He’s since deleted all of those quarantine posts and drastically scaled back his Instagram activity. Martínez isn’t in a headspace to engage with the comments. Then there’s the cringe factor. “It’s a bitch, social media. You put it out there and it’s forever. Like, man, in the future maybe you won’t feel the way you felt that day and you’ll see the photo and say, ‘Hell, why did I post that?’”

Lately, Martínez has been spending most of his time in Los Angeles, but lest anyone think he’ll go full Hollywood, he issues a few caveats. It’s only been seven months since “we”—he and his team—decided to relocate—temporarily—in order to get a “breath of fresh air.” He does not see himself in LA forever—“impossible.” He has said he considers himself a jíbaro, slang for something approximating a country boy. Still, he’s not above the city’s sparkly mythology: He’d dreamed of LA since he was a kid who lionized Kobe Bryant and the Lakers. Now he sits courtside, in coordinating snakeskin boots, with Jenner.

Like Beyoncé and J.Lo and Elvis before him, Martínez is exploring the well-blazed path to hyphenated actor: “You could say that I have been investing a little bit more of myself in acting,” he says noncommittally. In the midst of 2022, he howled at the moon and body-slammed Brad Pitt as a machete-wielding Mexican assassin in Bullet Train. (He’s credited not as Bad Bunny but as Benito A. Martínez.) He’s already shared his first onscreen kiss with Gael García Bernal in the biopic Cassandro, about ’80s-era gay wrestler Saúl Armendáriz, which premiered at the Sundance Film Festival earlier this year and is slated for a Prime Video release. (García Bernal plays the title role and Martínez his lover.) And he guest-starred on Narcos: Mexico as a junior gang member, a part for which he humbly submitted an audition tape.

The WWE pedigree seemed suited to his casting in the title role of Marvel’s El Muerto, a Spider-Man spin-off about a luchador whose mask imbues him with superhuman strength. But after languishing in production limbo, the studio pulled the project from its release calendar, crushing Martínez’s dream role. When I ask him what happened, he hesitates.
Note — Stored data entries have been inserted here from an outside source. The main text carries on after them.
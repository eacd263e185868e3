pub mod client;
pub mod fetch;

pub use client::SearchClient;
pub use fetch::{spawn_fetch, FetchJob, FetchOutcome, GeoFetcher};
//! The collapsible side panel (toggle button, Escape closes).

use crate::events::KeyCode;

/// State of the slide-out side panel
#[derive(Debug, Clone, Copy, Default, PartialEq, Eq)]
pub struct SidePanel {
    pub open: bool,
}

impl SidePanel {
    pub fn new() -> Self {
        Self::default()
    }

    /// Flips the panel and returns the new open state
    pub fn toggle(&mut self) -> bool {
        self.open = !self.open;
        self.open
    }

    pub fn close(&mut self) {
        self.open = false;
    }

    /// Handles a key-up. Escape closes an open panel; returns whether
    /// the state changed so the caller can re-render.
    pub fn handle_key(&mut self, key: KeyCode) -> bool {
        if key == KeyCode::Escape && self.open {
            self.open = false;
            true
        } else {
            false
        }
    }
}

#[cfg(test)]
mod tests {
    use super::*;

    #[test]
    fn test_toggle() {
        let mut panel = SidePanel::new();
        assert!(panel.toggle());
        assert!(panel.open);
        assert!(!panel.toggle());
        assert!(!panel.open);
    }

    #[test]
    fn test_escape_closes_open_panel() {
        let mut panel = SidePanel::new();
        panel.toggle();
        assert!(panel.handle_key(KeyCode::Escape));
        assert!(!panel.open);
    }

    #[test]
    fn test_escape_on_closed_panel_changes_nothing() {
        let mut panel = SidePanel::new();
        assert!(!panel.handle_key(KeyCode::Escape));
        assert!(!panel.handle_key(KeyCode::Enter));
    }
}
An awkward silence ripples across the table. “Next question,” asserts Solá, who’s seated at an adjacent booth. “I don’t know what to say,” Martínez replies, calling the issue “delicate.” Solá sharpens the point. “Obviously, it’s out,” she says of the film.
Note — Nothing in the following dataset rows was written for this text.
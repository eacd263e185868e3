//! The tag strip: one colored chip per query field, an × per tag, and a
//! clear-all button. Removals feed straight back into the query state.

use crate::query::state::QueryState;
use crate::query::tags::TagStyle;
use egui::{Color32, RichText, Ui};

/// What the user did to the strip this frame
#[derive(Debug, Clone, PartialEq, Default)]
pub struct TagStripResponse {
    pub removed: Option<String>,
    pub cleared: bool,
}

/// Renders the tag strip
pub struct TagsUi {
    query_color: Color32,
    facet_color: Color32,
    default_color: Color32,
}

impl Default for TagsUi {
    fn default() -> Self {
        Self {
            query_color: Color32::from_rgb(51, 122, 183),
            facet_color: Color32::from_rgb(92, 184, 92),
            default_color: Color32::from_rgb(119, 119, 119),
        }
    }
}

impl TagsUi {
    pub fn new() -> Self {
        Self::default()
    }

    fn color_for(&self, style: TagStyle) -> Color32 {
        match style {
            TagStyle::Query => self.query_color,
            TagStyle::Facet => self.facet_color,
            TagStyle::Default => self.default_color,
        }
    }

    /// Renders the strip and applies any removal to `state`
    pub fn show(&self, ui: &mut Ui, state: &mut QueryState) -> TagStripResponse {
        let mut response = TagStripResponse::default();

        ui.horizontal_wrapped(|ui| {
            for tag in state.tags().to_vec() {
                let color = self.color_for(tag.style);
                let chip = ui.button(
                    RichText::new(format!("{} ×", tag.label))
                        .color(Color32::WHITE)
                        .background_color(color),
                );
                if chip.clicked() && response.removed.is_none() {
                    response.removed = Some(tag.value.clone());
                }
            }

            if !state.is_empty() && ui.button("Clear all").clicked() {
                response.cleared = true;
            }
        });

        if let Some(value) = &response.removed {
            state.remove_by_value(value);
        }
        if response.cleared {
            state.clear_all();
        }

        response
    }
}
The next project he chooses could prove as unexpected as his midsong transitions. “As a movie consumer myself, I’m not one to watch a lot of action movies. I’d even say it’s my least favorite genre,” Martínez tells me. “I would really like to play other kinds of things, like a little bit more drama, romance too, or comedy,” maybe “a history movie with a little action in it.” Citing the steamy alchemy between Bad Bunny and Rosalía in the video (and Saturday Night Live musical guest performance) for the morning-after duet “La Noche de Anoche,” I suggest an erotic thriller, the vaunted ’90s subgenre that gave us Sliver and Body of Evidence. He smiles gamely: “I think you’re right.”
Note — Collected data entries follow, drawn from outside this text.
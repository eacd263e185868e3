//! Re-sorting of the facet panel entries.

/// One entry in a facet list
#[derive(Debug, Clone, PartialEq)]
pub struct FacetEntry {
    pub label: String,
    pub count: u64,
    /// Identifier of the facet container the entry belongs to
    pub id: String,
}

impl FacetEntry {
    pub fn new(label: impl Into<String>, count: u64, id: impl Into<String>) -> Self {
        Self {
            label: label.into(),
            count,
            id: id.into(),
        }
    }
}

/// Sort order selected by the panel's sort toggle
#[derive(Debug, Clone, Copy, PartialEq, Eq)]
pub enum FacetSort {
    /// Case-insensitive alphabetical by label
    ByLabel,
    /// Descending by count, label as tiebreak
    ByCount,
}

/// Sorts entries in place. Stable with respect to equal keys.
pub fn sort_entries(entries: &mut [FacetEntry], order: FacetSort) {
    match order {
        FacetSort::ByLabel => {
            entries.sort_by(|a, b| a.label.to_lowercase().cmp(&b.label.to_lowercase()));
        }
        FacetSort::ByCount => {
            entries.sort_by(|a, b| {
                b.count
                    .cmp(&a.count)
                    .then_with(|| a.label.to_lowercase().cmp(&b.label.to_lowercase()))
            });
        }
    }
}

#[cfg(test)]
mod tests {
    use super::*;

    fn entries() -> Vec<FacetEntry> {
        vec![
            FacetEntry::new("Rotterdam", 12, "municipality"),
            FacetEntry::new("amsterdam", 40, "municipality"),
            FacetEntry::new("Utrecht", 12, "municipality"),
        ]
    }

    #[test]
    fn test_sort_by_label_is_case_insensitive() {
        let mut list = entries();
        sort_entries(&mut list, FacetSort::ByLabel);
        let labels: Vec<&str> = list.iter().map(|e| e.label.as_str()).collect();
        assert_eq!(labels, vec!["amsterdam", "Rotterdam", "Utrecht"]);
    }

    #[test]
    fn test_sort_by_count_descending_with_label_tiebreak() {
        let mut list = entries();
        sort_entries(&mut list, FacetSort::ByCount);
        let labels: Vec<&str> = list.iter().map(|e| e.label.as_str()).collect();
        assert_eq!(labels, vec!["amsterdam", "Rotterdam", "Utrecht"]);
        assert_eq!(list[0].count, 40);
    }
}
//! Tokenized background fetches for the map refresh protocol.
//!
//! Every fetch carries the request token active when it was issued. The
//! worker tags its outcome with the same token and sends it over a
//! crossbeam channel; the view's poll loop drops outcomes whose token is
//! no longer the latest, so a slow response can never overwrite a newer
//! view state.

use crate::data::geojson::FeatureCollection;
use crate::{runtime, Result};
use async_trait::async_trait;
use crossbeam_channel::Sender;
use std::sync::Arc;

/// One issued geo fetch
#[derive(Debug, Clone, PartialEq)]
pub struct FetchJob {
    /// Request token active at issue time
    pub token: u64,
    /// Clustering factor the query was built with
    pub factor: f64,
    /// Encoded search/facet query string
    pub query: String,
}

/// The completion of one fetch, tagged with its token
#[derive(Debug)]
pub struct FetchOutcome {
    pub token: u64,
    pub factor: f64,
    pub result: Result<FeatureCollection>,
}

/// Seam between the map view and the HTTP layer
#[async_trait]
pub trait GeoFetcher: Send + Sync {
    async fn fetch(&self, factor: f64, query_string: &str) -> Result<FeatureCollection>;
}

/// Runs one fetch job on the async runtime and delivers the outcome
/// through `tx`. Fire-and-forget: a dropped receiver just loses the send.
pub fn spawn_fetch(fetcher: Arc<dyn GeoFetcher>, job: FetchJob, tx: Sender<FetchOutcome>) {
    runtime::spawn(async move {
        let result = fetcher.fetch(job.factor, &job.query).await;
        let outcome = FetchOutcome {
            token: job.token,
            factor: job.factor,
            result,
        };
        if tx.send(outcome).is_err() {
            log::debug!("fetch outcome for token {} had no receiver", job.token);
        }
    });
}

#[cfg(test)]
mod tests {
    use super::*;
    use crossbeam_channel::unbounded;

    struct StaticFetcher(FeatureCollection);

    #[async_trait]
    impl GeoFetcher for StaticFetcher {
        async fn fetch(&self, _factor: f64, _query: &str) -> Result<FeatureCollection> {
            Ok(self.0.clone())
        }
    }

    #[tokio::test(flavor = "multi_thread")]
    async fn test_spawn_fetch_delivers_tagged_outcome() {
        let (tx, rx) = unbounded();
        let fetcher = Arc::new(StaticFetcher(FeatureCollection::default()));
        let job = FetchJob {
            token: 7,
            factor: 0.55,
            query: "q=windmill".to_string(),
        };

        spawn_fetch(fetcher, job, tx);

        let outcome = rx
            .recv_timeout(std::time::Duration::from_secs(1))
            .expect("outcome should arrive");
        assert_eq!(outcome.token, 7);
        assert_eq!(outcome.factor, 0.55);
        assert!(outcome.result.is_ok());
    }
}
Bad Bunny is already a subject of academic study. A graduate seminar at San Diego State University’s School of Journalism and Media Studies examines his sociopolitical impact on Latinx culture. At Wellesley College, he’s a 300-level American Studies class: Bad Bunny: Race, Gender, and Empire in Reggaeton.

Martínez is ripe for analysis as an artist born of a perilous political moment. His stratospheric rise coincided with Hurricane Irma’s and Maria’s devastation of Puerto Rico and the Trump administration’s woefully inadequate response. The president pelting paper towels on a supposed aid visit highlighted a lingering stench of colonialism in the US commonwealth, a place where America too often overlooks or outright forgets its own citizens.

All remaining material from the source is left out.